The processes are simply meant to reduce data quality issues and limit the time spent in development hell because there wasn’t enough structured discussion early on in the discovery phase. Doing that means your staff can focus on the fun stuff and not chase down every data quality issue found or updating a project because a key requirement was forgotten.

Is the Good Jobs Strategy the "Best" Strategy?

​Zeynep Ton’s book is advocating for the good jobs strategy. Because of that, she really doesn’t acknowledge other strategies that seem to work in the retail space. 

Wal-Mart clearly doesn’t follow the good jobs strategy. But it is still the largest retailer in the United States. Revenue-wise, it still outperforms Amazon. I don’t know what Wal-Mart’s strategy is, but it seems to work for them.

To her point though, people like me don’t shop at Wal-Mart because of the very poor customer service experiences she outlines in the book.
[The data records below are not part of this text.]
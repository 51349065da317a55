//! Biorhythm analysis wizard: birth date plus a short sleep quiz, scored
//! into one of nine narrative readings after a short "analyzing" pause.

pub mod finisher;
pub mod steps;

use std::sync::Arc;

use tracing::{debug, warn};

use crate::config::FlowConfig;
use crate::error::FlowError;
use crate::flow::{Answer, FlowController, FlowDeps, Step};
use crate::scoring::{ScoringEngine, keys};
use crate::store::KeyValueStore;

pub use finisher::BiorhythmFinisher;
pub use steps::biorhythm_steps;

/// Settings keys the biorhythm wizard writes.
pub mod settings_keys {
    /// Long-lived profile field, written as soon as it is entered.
    pub const BIRTH_DATE: &str = "profile.birth_date";
    pub const DREAM_FREQUENCY: &str = "biorhythm.dream_frequency";
    pub const NIGHTMARE_FREQUENCY: &str = "biorhythm.nightmare_frequency";
    pub const SLEEP_DURATION: &str = "biorhythm.sleep_duration";
    pub const LAST_SCORE: &str = "biorhythm.last_score";
    pub const LAST_RUN: &str = "biorhythm.last_run";
}

/// Flow name used in logs and snapshots.
pub const FLOW_NAME: &str = "biorhythm";

/// Builds biorhythm flow controllers.
pub struct BiorhythmWizard;

impl BiorhythmWizard {
    /// A fresh wizard using the default scoring engine.
    pub fn controller(config: &FlowConfig, deps: FlowDeps) -> Result<FlowController, FlowError> {
        Self::with_engine(config, deps, ScoringEngine::biorhythm())
    }

    pub fn with_engine(
        config: &FlowConfig,
        deps: FlowDeps,
        engine: ScoringEngine,
    ) -> Result<FlowController, FlowError> {
        let sequence = Arc::new(biorhythm_steps()?);
        let finisher = Arc::new(BiorhythmFinisher::new(engine));
        Ok(FlowController::new(FLOW_NAME, sequence, finisher, deps)
            .with_submission_delay(config.submission_delay)
            .with_terminal_steps(
                Step::loading("Analyzing your biorhythm")
                    .with_body("Reading your cycle and matching it to your sleep patterns."),
                Step::results("Your biorhythm"),
            ))
    }

    /// Fill the birth date from a previous run, if one was saved. Call at
    /// flow start only. Returns whether a date was applied.
    pub async fn prefill_from(
        controller: &FlowController,
        store: &dyn KeyValueStore,
    ) -> Result<bool, FlowError> {
        let stored = match store.get(settings_keys::BIRTH_DATE).await {
            Ok(value) => value,
            Err(e) => {
                warn!(error = %e, "Could not read stored birth date");
                return Ok(false);
            }
        };

        match stored.as_ref().and_then(|v| v.as_date()) {
            Some(date) => {
                controller
                    .set_answer(keys::BIRTH_DATE, Answer::Date(date))
                    .await?;
                debug!(%date, "Birth date prefilled");
                Ok(true)
            }
            None => Ok(false),
        }
    }
}

#[cfg(test)]
mod tests {
    use super::*;
    use crate::store::{MemoryStore, StoredValue};
    use chrono::NaiveDate;

    #[tokio::test]
    async fn prefill_uses_stored_birth_date() {
        let store = Arc::new(MemoryStore::new());
        let birth = NaiveDate::from_ymd_opt(1990, 3, 14).unwrap();
        store
            .set(settings_keys::BIRTH_DATE, StoredValue::Date(birth))
            .await
            .unwrap();

        let ctrl =
            BiorhythmWizard::controller(&FlowConfig::default(), FlowDeps::new(store.clone()))
                .unwrap();
        assert!(BiorhythmWizard::prefill_from(&ctrl, store.as_ref()).await.unwrap());
        assert_eq!(ctrl.answers().await.date(keys::BIRTH_DATE), Some(birth));
    }

    #[tokio::test]
    async fn prefill_without_stored_date_is_noop() {
        let store = Arc::new(MemoryStore::new());
        let ctrl =
            BiorhythmWizard::controller(&FlowConfig::default(), FlowDeps::new(store.clone()))
                .unwrap();
        assert!(!BiorhythmWizard::prefill_from(&ctrl, store.as_ref()).await.unwrap());
        assert!(ctrl.answers().await.is_empty());
    }

    #[tokio::test]
    async fn birth_date_is_persisted_on_entry() {
        let store = Arc::new(MemoryStore::new());
        let ctrl =
            BiorhythmWizard::controller(&FlowConfig::default(), FlowDeps::new(store.clone()))
                .unwrap();
        let birth = NaiveDate::from_ymd_opt(2001, 12, 1).unwrap();

        ctrl.set_answer(keys::BIRTH_DATE, Answer::Date(birth))
            .await
            .unwrap();

        ctrl.flush().await;
        assert_eq!(
            store.get(settings_keys::BIRTH_DATE).await.unwrap(),
            Some(StoredValue::Date(birth))
        );
        // Quiz answers wait for completion
        ctrl.set_answer(keys::DREAM_FREQUENCY, Answer::choice(keys::DREAMS_OFTEN))
            .await
            .unwrap();
        ctrl.flush().await;
        assert!(store.get(settings_keys::DREAM_FREQUENCY).await.unwrap().is_none());
    }
}
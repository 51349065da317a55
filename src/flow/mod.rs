//! Guided flows: multi-step wizards with validation gating and a timed
//! submission phase.
//!
//! A flow is a `StepSequence` (configuration) driven by a `FlowController`
//! (state). When the user passes the last step the controller enters
//! `Submitting`, waits out the configured delay, runs the flow's
//! `FlowFinisher`, and broadcasts the outcome once.

pub mod answer;
pub mod controller;
pub mod finisher;
pub mod state;
pub mod step;

pub use answer::{Answer, AnswerSet};
pub use controller::{
    Advance, FlowController, FlowDeps, FlowEvent, FlowSnapshot, PERMISSION_DENIED,
    PERMISSION_GRANTED,
};
pub use finisher::{Completion, FlowFinisher, FlowOutcome};
pub use state::{FlowPhase, FlowState};
pub use step::{Step, StepKind, StepOption, StepSequence};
Even though they’re the most successful retail company, they could probably be larger if they followed her strategy.

One thing service oriented companies can do that’s more important than the good jobs strategy is real estate, which Zeynep Ton doesn’t mention.

For example, let’s compare McDonald’s to In-And-Out Burger. McDonald’s does not follow the good jobs strategy, but they’re very good at real estate placement. They make a lot of money because of it. In-And-Out Burger does follow the good jobs strategy and they had one of the first drive-thru restaurants. It is far smaller than McDonalds, despite doing what Zeynep Ton recommends.

I remember when I worked at QuikTrip, they explained to us how store location accounted for 75% or 90% (I can’t remember the exact number) of a store's success. Even with their amazingly well operated business and their employee-centric strategy, the majority of their success is still based on store location.

7-11 does not follow a good jobs strategy, but they seem to do well for themselves. They were founded only a few years before QuikTrip. While 7-11 probably doesn’t make as much on a per store basis as QuikTrip, they do probably make more than QuikTrip in total revenue. I couldn’t say for sure since QuikTrip isn’t a publicly traded company.

I recall reading a book by QuikTrip’s founder Chester Cadduex. I believe he did admit that paying well meant they couldn’t grow as fast as they wanted. But he said it was more a question of morality to him. 

That’s probably the ultimate thing the good jobs strategy has going for it. It’s the moral thing for a company to do. It’s a recognition that there’s dignity in every job. Even those in the service industry.